Agora, em "Eu Tu Eles", de Andrucha Waddington, os camponeses protagonizam um drama
semicômico que poderia acontecer num condomínio da Barra ou
no Morumbi: uma mulher vivendo feliz com três homens.
E é, justamente, a naturalidade,
a normalidade de seus amores e
desejos que nos emociona neste
filme, não por nos enlevar num
sonho de futuro, nem por nos dar
comiseração por pobres diabos,
mas por nos contar, de um modo
"cool" e fraternal, um drama do
"coração", num cenário geralmente usado para cangaços e sagas históricas.
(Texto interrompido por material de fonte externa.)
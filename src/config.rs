// ABOUTME: Immutable configuration snapshot built from INI defaults merged with CLI overrides
// ABOUTME: INI is read first; any command-line flag that was actually given takes precedence

use ini::Ini;
use std::path::Path;
use thiserror::Error;

#[derive(Debug, Error)]
pub enum ConfigError {
    #[error("could not read config file {path}: {source}")]
    Ini {
        path: String,
        #[source]
        source: ini::Error,
    },

    #[error("given client port is not a number: {0:?}")]
    BadPort(String),

    #[error("could not parse host/port/path arguments")]
    BadPositional,
}

#[derive(Debug, Clone, PartialEq)]
pub struct ClientOptions {
    pub host: String,
    pub port: u16,
    pub path: String,
    pub bufsize: usize,
    pub timeout: u64,
    pub retry: u32,
    pub retrysec: f64,
}

impl Default for ClientOptions {
    fn default() -> Self {
        ClientOptions {
            host: "localhost".to_string(),
            port: 8888,
            path: "/".to_string(),
            bufsize: 16,
            timeout: 30,
            retry: 5,
            retrysec: 10.0,
        }
    }
}

#[derive(Debug, Clone, PartialEq)]
pub struct ServerOptions {
    pub bindings: String,
    pub client_max: usize,
    pub timeout: u64,
    pub countdown: u64,
}

impl Default for ServerOptions {
    fn default() -> Self {
        ServerOptions {
            bindings: ":8080".to_string(),
            client_max: 100,
            timeout: 180,
            countdown: 10,
        }
    }
}

#[derive(Debug, Clone, Default, PartialEq)]
pub struct LoggingOptions {
    pub quiet: bool,
    pub verbose: bool,
    pub logdir: Option<String>,
    pub logfile: Option<String>,
}

/// Immutable configuration snapshot. Built once at startup and passed by
/// reference from then on (replaces the original's global mutable constants).
#[derive(Debug, Clone, Default, PartialEq)]
pub struct Options {
    pub client: ClientOptions,
    pub server: ServerOptions,
    pub logging: LoggingOptions,
}

impl Options {
    /// Starts from built-in defaults, optionally overlaid by an INI file,
    /// with `host`/`port`/`path` set directly from parsed CLI positionals.
    /// Unknown INI sections/keys are accepted and ignored (passed through
    /// conceptually; nothing downstream consumes them).
    pub fn load(ini_path: Option<&Path>) -> Result<Options, ConfigError> {
        let mut options = Options::default();
        if let Some(path) = ini_path {
            let ini = Ini::load_from_file(path).map_err(|source| ConfigError::Ini {
                path: path.display().to_string(),
                source,
            })?;
            apply_ini(&mut options, &ini);
        }
        Ok(options)
    }
}

fn apply_ini(options: &mut Options, ini: &Ini) {
    if let Some(section) = ini.section(Some("client")) {
        if let Some(v) = section.get("host") {
            options.client.host = v.to_string();
        }
        if let Some(v) = section.get("port").and_then(|v| v.parse().ok()) {
            options.client.port = v;
        }
        if let Some(v) = section.get("path") {
            options.client.path = v.to_string();
        }
        if let Some(v) = section.get("bufsize").and_then(|v| v.parse().ok()) {
            options.client.bufsize = v;
        }
        if let Some(v) = section.get("timeout").and_then(|v| v.parse().ok()) {
            options.client.timeout = v;
        }
        if let Some(v) = section.get("retry").and_then(|v| v.parse().ok()) {
            options.client.retry = v;
        }
        if let Some(v) = section.get("retrysec").and_then(|v| v.parse().ok()) {
            options.client.retrysec = v;
        }
    }
    if let Some(section) = ini.section(Some("server")) {
        if let Some(v) = section.get("bindings") {
            options.server.bindings = v.to_string();
        }
        if let Some(v) = section.get("client_max").and_then(|v| v.parse().ok()) {
            options.server.client_max = v;
        }
        if let Some(v) = section.get("timeout").and_then(|v| v.parse().ok()) {
            options.server.timeout = v;
        }
        if let Some(v) = section.get("countdown").and_then(|v| v.parse().ok()) {
            options.server.countdown = v;
        }
    }
    if let Some(section) = ini.section(Some("logging")) {
        if let Some(v) = section.get("logdir") {
            options.logging.logdir = Some(v.to_string());
        }
        if let Some(v) = section.get("logfile") {
            options.logging.logfile = Some(v.to_string());
        }
    }
}

/// Parses the reflector's positional arguments: `host port [path]`,
/// `host:port[path]`, or a `scheme://host[:port][/path]` URL.
///
/// The port is `None` when the token gave no port at all (a bare host, or a
/// URL with no `:port`); callers should leave the configured default in
/// place rather than overwrite it with a guessed value.
pub fn parse_positional(args: &[String]) -> Result<(String, Option<u16>, String), ConfigError> {
    match args {
        [one] => parse_single_token(one),
        [host, port] => Ok((host.clone(), Some(parse_port(port)?), "/".to_string())),
        [host, port, path] => Ok((host.clone(), Some(parse_port(port)?), path.clone())),
        _ => Err(ConfigError::BadPositional),
    }
}

fn parse_single_token(token: &str) -> Result<(String, Option<u16>, String), ConfigError> {
    let without_scheme = token.split("://").last().unwrap_or(token);
    let (authority, path) = match without_scheme.find('/') {
        Some(idx) => (&without_scheme[..idx], without_scheme[idx..].to_string()),
        None => (without_scheme, "/".to_string()),
    };
    match authority.split_once(':') {
        Some((host, port)) => Ok((host.to_string(), Some(parse_port(port)?), path)),
        None => Ok((authority.to_string(), None, path)),
    }
}

fn parse_port(token: &str) -> Result<u16, ConfigError> {
    token.parse().map_err(|_| ConfigError::BadPort(token.to_string()))
}

/// Parses a server `bindings` string into `(host, port)`.
///
/// Accepts `":8080"`, `"8080"`, `"0.0.0.0:8080"`, or a plain integer; any
/// other shape falls back to `("", 8080)` rather than failing startup.
pub fn parse_bindings(bindings: &str) -> (String, u16) {
    if let Ok(port) = bindings.parse::<u16>() {
        return (String::new(), port);
    }
    if let Some(port_str) = bindings.strip_prefix(':') {
        if let Ok(port) = port_str.parse() {
            return (String::new(), port);
        }
    }
    if let Some((host, port_str)) = bindings.rsplit_once(':') {
        if let Ok(port) = port_str.parse() {
            return (host.to_string(), port);
        }
    }
    (String::new(), 8080)
}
Ali, naquela secura quase marciana, naquele chão vermelho, as
histórias de amor dos excluídos ficam ainda mais perturbadoras,
mostrando que a vida "normal"
insiste em existir em meio à natureza miserável e inóspita. Por não
falar de fome nem de seca, o filme
reitera, reenfoca, para nós, o absurdo social da vida sertaneja.
"Eu Tu Eles" é uma cruza entre
"Vidas Secas" e "Dona Flor e Seus
Dois Maridos". Assim o filme foi
visto em Cannes, onde encantou o
público e a crítica, fascinados com
a genial interpretação de Regina
Casé, Stênio Garcia, Lima Duarte
e Luiz Vasconcelos, com a maravilhosa luz de Breno Silveira, a
música de Gilberto Gil e o roteiro
de Elena Soárez. Com certeza, o
filme causará mais estranheza lá
fora do que no Brasil, já acostumados que estamos com o flagelo
do Nordeste.
Entrevistado outro dia, Andrucha, o diretor de 30 anos, declarou
seu currículo: "Bem... eu já fiz uns
600 filmes de publicidade...". É isso.
O talento e a competência desses jovens da Conspiração Filmes,
do Rio, o novo cinema novo, não
nasceram do delírio ou do romantismo que, às vezes, justificava ignorância e preguiça; essa
nouvelle vague carioca aprendeu
no mundo real e exigente da publicidade. Os exibidores estrangeiros disputaram o filme a tapa
-acabou sendo comprado pela
Sony. Se bobear, ganha o Oscar de
filme estrangeiro, caso não apareça outro estafermo puxa-saco de
americano, do tipo de Roberto
Benigni.
"Amélia"
O novo filme de Ana Carolina
também fala dos pobres. Três mulheres do interior de Minas vão
trabalhar como costureiras da
atriz francesa Sarah Bernhardt,
que vem ao Teatro Municipal do
Rio, e são culpadas pelo acidente
real, no qual a diva destruiu o joelho, tendo sua perna amputada
depois em Paris.
Ana Carolina sempre foi uma
agradável anomalia no cinema
novo. Enquanto os marmanjos
descreviam a "realidade objetiva", ela falava do delírio. Seu primeiro filme, "Mar de Rosas", é
uma de nossas obras-primas, prefigurando, por exemplo, em 78,
todo o cinema de Almodóvar.
Uma vez ela me disse: "Um filme tem de provocar uma crise no
espectador". É verdade. Como no
"teatro desagradável" de Nelson
Rodrigues, Ana Carolina sempre
usou a neurose como tema para
suas comédias anarquistas, nas
quais as babaquices da classe média acabam transformadas (aí,
sim...) em paródias épicas, resultando numa espécie de Brecht
psicanalítico (vide "O Casamento
do Pequeno Burguês", por exemplo).
Depois de "Das Tripas Coração" e "Sonho de Valsa", este
"Amélia" atinge um nível de sofisticação crítica perdido no cinema atual, pois Ana mantém sua
fidelidade ao falecido cinema de
autor e à teimosia em fazer arte
acima de comércio fácil.
Seu procedimento dramático
cria um gênero de cinema ao
avesso, em que a narrativa convencional não leva a avanços,
mas ao fracasso de todas as vontades. Tudo no roteiro dá errado
para personagens e seus desejos,
como aliás ocorre em filmes como
"Pulp Fiction" ou "Daunbailó".
A mise-en-scène de Ana Carolina tem uma elegância rara hoje
em dia, com "travellings" e panorâmicas tratadas pela fotografia
genial de Rodolfo Sanchez, lançando luz sobre algumas das melhores atrizes brasileiras, que dão
shows de competência: Marília
Pêra, Míriam Muniz, Camila
Amado e a talentosíssima novata
Alice Borges. Nem tudo é pagode
ou "missão impossível". Há dois
filmes imperdíveis estreando juntos este mês. São luzes de agosto.